The divestitures are conditioned upon the closure of JetBlue’s proposed $3.8 billion acquisition of Spirit, and would require approval from the Port Authority of New York and New Jersey, the Federal Aviation Administration and the US Department of Transportation.
“We are pleased to have reached this agreement to acquire Spirit’s slot pairs and leasehold interests at New York’s LaGuardia airport, pending regulatory approval of the JetBlue-Spirit merger,” says Barry Biffle, CEO of Denver-based Frontier. “It will enable us to significantly expand our operations at LaGuardia.”
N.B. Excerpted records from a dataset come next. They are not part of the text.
//! Debounced push button with press/release edges and a press counter, plus
//! 12-bit sampling of a two-axis analog joystick.
//!
//! The crate only sees its hardware through [`DigitalSource`], [`Clock`] and
//! [`AnalogSource`], so the same logic runs on the device and in host tests.

pub mod axis;
pub mod button;
pub mod config;
pub mod debouncer;
pub mod joystick;
pub mod sources;

pub use axis::{Axis, AxisSampler, NoAxis, AXIS_MAX};
pub use button::{ButtonStatus, CountMode, DebouncedButton, Polarity};
pub use config::JoystickConfig;
pub use joystick::{Joystick, JoystickReport};
pub use sources::{AnalogSource, Clock, DigitalSource, HalInput, Level, StdClock};
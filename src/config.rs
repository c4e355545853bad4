use anyhow::Context;
use serde::{Deserialize, Serialize};
use std::time::Duration;

use crate::button::{CountMode, Polarity};

pub const DEFAULT_DEBOUNCE_MS: u64 = 50;

/// Runtime settings for a [`crate::joystick::Joystick`].
///
/// `count_mode` is kept as text so that an unknown mode is dropped the same
/// way [`crate::button::DebouncedButton::set_press_count_mode_str`] drops it.
#[derive(Deserialize, Serialize, Debug, Clone, PartialEq, Eq)]
#[serde(default)]
pub struct JoystickConfig {
    pub debounce_ms: u64,
    pub count_mode: String,
    pub polarity: Polarity,
}

impl Default for JoystickConfig {
    fn default() -> Self {
        Self {
            debounce_ms: DEFAULT_DEBOUNCE_MS,
            count_mode: "COUNT_FALLING".to_string(),
            polarity: Polarity::default(),
        }
    }
}

impl JoystickConfig {
    pub fn from_json(json: &str) -> anyhow::Result<Self> {
        serde_json::from_str(json).context("Failed to parse joystick config")
    }

    /// Reads JSON from the environment variable `var`, falling back to the
    /// defaults when it is not set.
    pub fn from_env(var: &str) -> anyhow::Result<Self> {
        match std::env::var(var) {
            Ok(json) => Self::from_json(&json).with_context(|| format!("in ${var}")),
            Err(std::env::VarError::NotPresent) => Ok(Self::default()),
            Err(err) => Err(err).with_context(|| format!("Failed to read ${var}")),
        }
    }

    pub fn debounce_window(&self) -> Duration {
        Duration::from_millis(self.debounce_ms)
    }

    pub fn parsed_count_mode(&self) -> Option<CountMode> {
        self.count_mode.parse().ok()
    }
}

#[cfg(test)]
mod tests {
    use super::*;

    #[test]
    fn missing_fields_take_defaults() {
        let config = JoystickConfig::from_json(r#"{"debounce_ms": 100}"#).unwrap();
        assert_eq!(config.debounce_window(), Duration::from_millis(100));
        assert_eq!(config.parsed_count_mode(), Some(CountMode::CountFalling));
        assert_eq!(config.polarity, Polarity::ActiveLow);

        assert_eq!(JoystickConfig::from_json("{}").unwrap(), JoystickConfig::default());
    }

    #[test]
    fn full_config_parses() {
        let config = JoystickConfig::from_json(
            r#"{"debounce_ms": 5, "count_mode": "COUNT_BOTH", "polarity": "ActiveHigh"}"#,
        )
        .unwrap();
        assert_eq!(config.parsed_count_mode(), Some(CountMode::CountBoth));
        assert_eq!(config.polarity, Polarity::ActiveHigh);
    }

    #[test]
    fn unknown_count_mode_is_not_a_parse_error() {
        let config = JoystickConfig::from_json(r#"{"count_mode": "SOMETIMES"}"#).unwrap();
        assert_eq!(config.parsed_count_mode(), None);
    }

    #[test]
    fn malformed_json_is_reported() {
        let err = JoystickConfig::from_json(r#"{"debounce_ms": -3}"#).unwrap_err();
        assert!(err.to_string().contains("joystick config"));
        assert!(JoystickConfig::from_json("not json").is_err());
    }

    #[test]
    fn unset_env_var_gives_defaults() {
        let config = JoystickConfig::from_env("JOYSTICK_BUTTON_TEST_UNSET_VAR").unwrap();
        assert_eq!(config, JoystickConfig::default());
    }
}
Last year, Biffle said that a JetBlue-Spirit tie-up would give his company a cost advantage more favourable than a US carrier has enjoyed for decades, comparing his airline’s potential position to ”Southwest [Airlines] in the late ’80s”.
That is because JetBlue’s plan would eliminate Spirit as a low-cost competitor, leaving Frontier with a large share of the ultra-discount segment.
However, the acquisition is far from a done deal. In March, the US Department of Justice sued to block the tie-up between JetBlue and Spirit on antitrust grounds, and now the case is set for a court trial in October.
Last year, Frontier offered to purchase Spirit with a mix of cash and stock valued at about $2.8 billion, insisting its offer stood a greater chance of securing regulatory approval. But Spirit walked away from the acquisition proposal in favour of JetBlue’s offer.